Глава 10
После отъезда Евдокимофа в моей жизни начались перемены. В школе я стал почти знаменитостью. И если раньше меня хоть и все знали, как любого в девяносто шестом, но особо не замечали, то теперь даже малышня смотрела на меня с пиететом и шепталась, что это он, «тот самый, которого усыновляет в Москву знаменитый писатель. Повезло!».
Даже учителя стали относиться ко мне как-то иначе, с интересом, что ли. Библиотекарша даже попросила меня, чтобы, когда мой Евдокимоф приедет ко мне опять, попросить его обязательно зайти к нам в библиотеку и поставить автограф на его книге. Я спросил с удивлением, что разве у нас в школьной библиотеке есть его произведения? На это она ответила мне, что в ближайшее время обязательно приобретут и что не каждый день к нам приходят драматурги с европейской известностью! Я был, естественно, очень обрадован тем, что мой Евдокимоф такая звезда.
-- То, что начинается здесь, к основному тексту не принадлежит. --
// ============================================================================
// Tests
// ============================================================================

#[cfg(test)]
mod tests {
    use super::*;
    use crate::config::DriverConfig;
    use crate::device::{Device, DeviceInfo, DeviceType, FirmwareVersion, MappingStats};
    use crate::error::{PinError, SgError};
    use crate::mm::pin::{UserRange, PAGE_SIZE};
    use crate::mm::sg::Segment;
    use crate::sim::{PageLayout, SimEvent, SimPlatform};

    const BASE: u64 = 0x7f00_0000_0000;

    fn probe(platform: SimPlatform, params: &str) -> Device<SimPlatform> {
        Device::probe(
            platform,
            DeviceInfo::new("npu0", DeviceType::Kmq, "RyzenAI-npu1"),
            FirmwareVersion::new(1, 0, 0, 0),
            DriverConfig::parse(params).unwrap(),
        )
        .unwrap()
    }

    fn bypass_device(layout: PageLayout) -> Device<SimPlatform> {
        probe(SimPlatform::bypass_only(layout), "")
    }

    fn range(pages: usize) -> UserRange {
        UserRange::new(BASE, pages * PAGE_SIZE).unwrap()
    }

    #[test]
    fn test_bypass_contiguous_single_segment() {
        let device = bypass_device(PageLayout::Contiguous);
        let bo = BufferObject::new(&device, range(4), BoFlags::RW);

        let handle = bo.map().unwrap();
        assert_eq!(handle.mode, AddressingMode::Bypass);
        assert_eq!(handle.segments, 1);
        assert_eq!(handle.len, 4 * PAGE_SIZE);

        bo.with_state(|state| {
            let table = state.table().unwrap();
            assert_eq!(
                table.segments(),
                [Segment {
                    dma_addr: handle.dma_addr,
                    len: 4 * PAGE_SIZE as u32,
                }]
            );
        });
        assert_eq!(device.platform().pinned_pages(), 4);
        assert_eq!(device.registration(bo.id()).unwrap().segments, 1);
        assert_eq!(device.platform().programmed(bo.id()).unwrap().len(), 1);
    }

    #[test]
    fn test_bypass_scattered_segments_in_order() {
        let device = bypass_device(PageLayout::Scattered);
        let bo = BufferObject::new(&device, range(3), BoFlags::RW);

        let handle = bo.map().unwrap();
        assert_eq!(handle.segments, 3);
        bo.with_state(|state| {
            let table = state.table().unwrap();
            let addrs: Vec<u64> = table.iter().map(|s| s.dma_addr).collect();
            assert!(addrs.windows(2).all(|w| w[0] < w[1]));
            assert_eq!(table.total_len(), 3 * PAGE_SIZE);
        });
    }

    #[test]
    fn test_partial_last_page_truncated() {
        let device = bypass_device(PageLayout::Chunked(2));
        let bo = BufferObject::new(
            &device,
            UserRange::new(BASE, 2 * PAGE_SIZE + 10).unwrap(),
            BoFlags::RW,
        );

        let handle = bo.map().unwrap();
        assert_eq!(handle.segments, 2);
        assert_eq!(handle.len, 2 * PAGE_SIZE + 10);
        bo.with_state(|state| {
            let lens: Vec<u32> = state.table().unwrap().iter().map(|s| s.len).collect();
            assert_eq!(lens, [2 * PAGE_SIZE as u32, 10]);
        });
        assert_eq!(device.platform().pinned_pages(), 3);
    }

    #[test]
    fn test_double_map_rejected() {
        let device = bypass_device(PageLayout::Contiguous);
        let bo = BufferObject::new(&device, range(2), BoFlags::RW);

        let first = bo.map().unwrap();
        assert_eq!(bo.map(), Err(MappingError::AlreadyMapped));
        assert_eq!(device.platform().pinned_pages(), 2);
        assert_eq!(device.registration(bo.id()).unwrap().dma_addr, first.dma_addr);
    }

    #[test]
    fn test_unmap_idempotent() {
        let device = bypass_device(PageLayout::Contiguous);
        let bo = BufferObject::new(&device, range(4), BoFlags::RW);

        bo.unmap();
        bo.map().unwrap();
        bo.unmap();
        assert!(!bo.is_mapped());
        assert_eq!(device.platform().pinned_pages(), 0);
        assert_eq!(device.registration(bo.id()), None);
        assert_eq!(device.stats(), MappingStats::default());

        bo.unmap();
        assert_eq!(device.pinner().pinned_count(), 0);

        // 再マップ可能
        bo.map().unwrap();
        assert!(bo.is_mapped());
    }

    #[test]
    fn test_pin_failure_rolls_back() {
        let device = bypass_device(PageLayout::Contiguous);
        device.platform().fail_pin_at(BASE + 3 * PAGE_SIZE as u64);
        let bo = BufferObject::new(&device, range(4), BoFlags::RW);

        assert_eq!(
            bo.map(),
            Err(MappingError::PinFailure(PinError::NotResident))
        );
        assert!(!bo.is_mapped());
        assert_eq!(device.platform().pinned_pages(), 0);
        assert_eq!(device.platform().programmed_tables(), 0);

        device.platform().clear_failures();
        bo.map().unwrap();
    }

    #[test]
    fn test_program_failure_rolls_back() {
        let device = bypass_device(PageLayout::Scattered);
        device.platform().fail_program(true);
        let bo = BufferObject::new(&device, range(4), BoFlags::RW);

        assert_eq!(
            bo.map(),
            Err(MappingError::DeviceRegistrationFailure(
                RegistrationError::Rejected
            ))
        );
        assert!(!bo.is_mapped());
        assert_eq!(device.platform().pinned_pages(), 0);
        assert_eq!(device.pinner().pinned_count(), 0);
        assert_eq!(device.registration(bo.id()), None);
    }

    #[test]
    fn test_table_build_failure_rolls_back() {
        let device = probe(
            SimPlatform::bypass_only(PageLayout::Scattered),
            "max_segments=2",
        );
        let bo = BufferObject::new(&device, range(4), BoFlags::RW);

        assert_eq!(
            bo.map(),
            Err(MappingError::TableBuildFailure(SgError::TooManySegments {
                segments: 4,
                limit: 2,
            }))
        );
        assert!(!bo.is_mapped());
        assert_eq!(device.platform().pinned_pages(), 0);
        assert_eq!(device.pinner().pinned_count(), 0);
        assert_eq!(device.platform().programmed_tables(), 0);
        assert_eq!(device.stats(), MappingStats::default());

        // 上限内のBOはマップできる
        let small = BufferObject::new(
            &device,
            UserRange::new(BASE + 0x10_0000, 2 * PAGE_SIZE).unwrap(),
            BoFlags::RW,
        );
        assert_eq!(small.map().unwrap().segments, 2);
    }

    #[test]
    fn test_quota_exceeded() {
        let device = probe(
            SimPlatform::bypass_only(PageLayout::Contiguous),
            "max_pinned_pages=4",
        );
        let a = BufferObject::new(&device, range(3), BoFlags::RW);
        let b = BufferObject::new(
            &device,
            UserRange::new(BASE + 0x10_0000, 2 * PAGE_SIZE).unwrap(),
            BoFlags::RW,
        );

        a.map().unwrap();
        assert_eq!(
            b.map(),
            Err(MappingError::PinFailure(PinError::QuotaExceeded))
        );
        a.unmap();
        b.map().unwrap();
    }

    #[test]
    fn test_teardown_releases_registration_before_unpin() {
        let device = bypass_device(PageLayout::Contiguous);
        let bo = BufferObject::new(&device, range(2), BoFlags::RW);
        bo.map().unwrap();
        device.platform().clear_events();

        bo.unmap();
        let events = device.platform().events();
        let release = events
            .iter()
            .position(|e| *e == SimEvent::Release(bo.id()))
            .unwrap();
        let first_unpin = events
            .iter()
            .position(|e| matches!(e, SimEvent::Unpin(_)))
            .unwrap();
        assert!(release < first_unpin);
    }

    #[test]
    fn test_write_intent_follows_flags() {
        let device = bypass_device(PageLayout::Contiguous);
        let ro = BufferObject::new(&device, range(1), BoFlags::DEVICE_READ);
        ro.map().unwrap();
        assert!(device
            .platform()
            .events()
            .contains(&SimEvent::Pin { virt: BASE, write: false }));

        let rw = BufferObject::new(
            &device,
            UserRange::new(BASE + 0x10_0000, PAGE_SIZE).unwrap(),
            BoFlags::RW,
        );
        rw.map().unwrap();
        assert!(device.platform().events().contains(&SimEvent::Pin {
            virt: BASE + 0x10_0000,
            write: true,
        }));
    }

    #[test]
    fn test_drop_unmaps() {
        let device = bypass_device(PageLayout::Contiguous);
        {
            let bo = BufferObject::new(&device, range(4), BoFlags::RW);
            bo.map().unwrap();
            assert_eq!(device.stats().registrations, 1);
        }
        assert_eq!(device.stats(), MappingStats::default());
        assert_eq!(device.platform().pinned_pages(), 0);
        assert_eq!(device.platform().programmed_tables(), 0);
    }

    #[test]
    fn test_translated_map_attaches_without_pinning() {
        let device = probe(SimPlatform::with_iommu(PageLayout::Contiguous), "");
        assert_eq!(device.addressing_mode(), AddressingMode::Translated);
        let bo = BufferObject::new(&device, range(4), BoFlags::RW);

        let handle = bo.map().unwrap();
        assert_eq!(handle.mode, AddressingMode::Translated);
        assert_eq!(handle.dma_addr, BASE);
        assert_eq!(handle.segments, 1);
        assert_eq!(device.platform().pinned_pages(), 0);
        assert_eq!(device.platform().attached_ranges(), 1);
        assert_eq!(device.stats().translated_attaches, 1);
        assert_eq!(bo.with_state(|s| s.mode()), Some(AddressingMode::Translated));

        bo.unmap();
        assert_eq!(device.platform().attached_ranges(), 0);
        assert_eq!(device.stats().translated_attaches, 0);
    }

    #[test]
    fn test_translated_attach_failure() {
        let device = probe(SimPlatform::with_iommu(PageLayout::Contiguous), "");
        device.platform().fail_attach(true);
        let bo = BufferObject::new(&device, range(1), BoFlags::RW);

        assert_eq!(
            bo.map(),
            Err(MappingError::DeviceRegistrationFailure(
                RegistrationError::Attach(IommuError::HardwareError)
            ))
        );
        assert!(!bo.is_mapped());
        assert_eq!(device.stats().translated_attaches, 0);
    }

    #[test]
    fn test_forced_bypass_on_iommu_platform() {
        let device = probe(SimPlatform::with_iommu(PageLayout::Contiguous), "iommu_mode=1");
        assert_eq!(device.addressing_mode(), AddressingMode::Bypass);
        assert_eq!(device.pasid(), None);

        let bo = BufferObject::new(&device, range(2), BoFlags::RW);
        assert_eq!(bo.map().unwrap().mode, AddressingMode::Bypass);
        assert_eq!(device.platform().attached_ranges(), 0);
    }

    #[test]
    fn test_segment_limit_from_config() {
        let device = probe(
            SimPlatform::bypass_only(PageLayout::Contiguous),
            "max_segment_len=0x2000",
        );
        let bo = BufferObject::new(&device, range(5), BoFlags::RW);
        assert_eq!(bo.map().unwrap().segments, 3);
    }
}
– А ты что, не читал его? – удивленно спросила меня библиотекарша. – Александр! Это стыдно, учитывая, что ты теперь им опекаемый.
Мне и правда как-то стало неудобно. Ведь мы три дня с ним говорили обо всем, а я ни разу даже не спросил про его работу… Как-то мне это даже в голову не пришло. Просто я был так поглощен тем, что со мной происходит, что не подумал о том, что для него работа, наверняка, очень важная часть жизни – а я, дурак, даже не поинтересовался ею!.. Надо обязательно найти где-нибудь в библиотеке его книги. Впрочем, если он современный автор, то их может и не быть там. Наверное, их можно купить в книжных магазинах, правда у меня денег нет… Может, мне с тех трех тысяч на телефоне как-нибудь обналичить? Нет, этого нельзя делать. Он же мне их положил на строго определенные нужды – связь с ним или с Григорием Ароновичем при необходимости. Не хочу его расстраивать. Пока просто хотя бы узнаю, какие в Новокузнецке его книги есть и сколько они стоят. Вот завтра же после уроков и мотанусь в центральный книжный, что на площади.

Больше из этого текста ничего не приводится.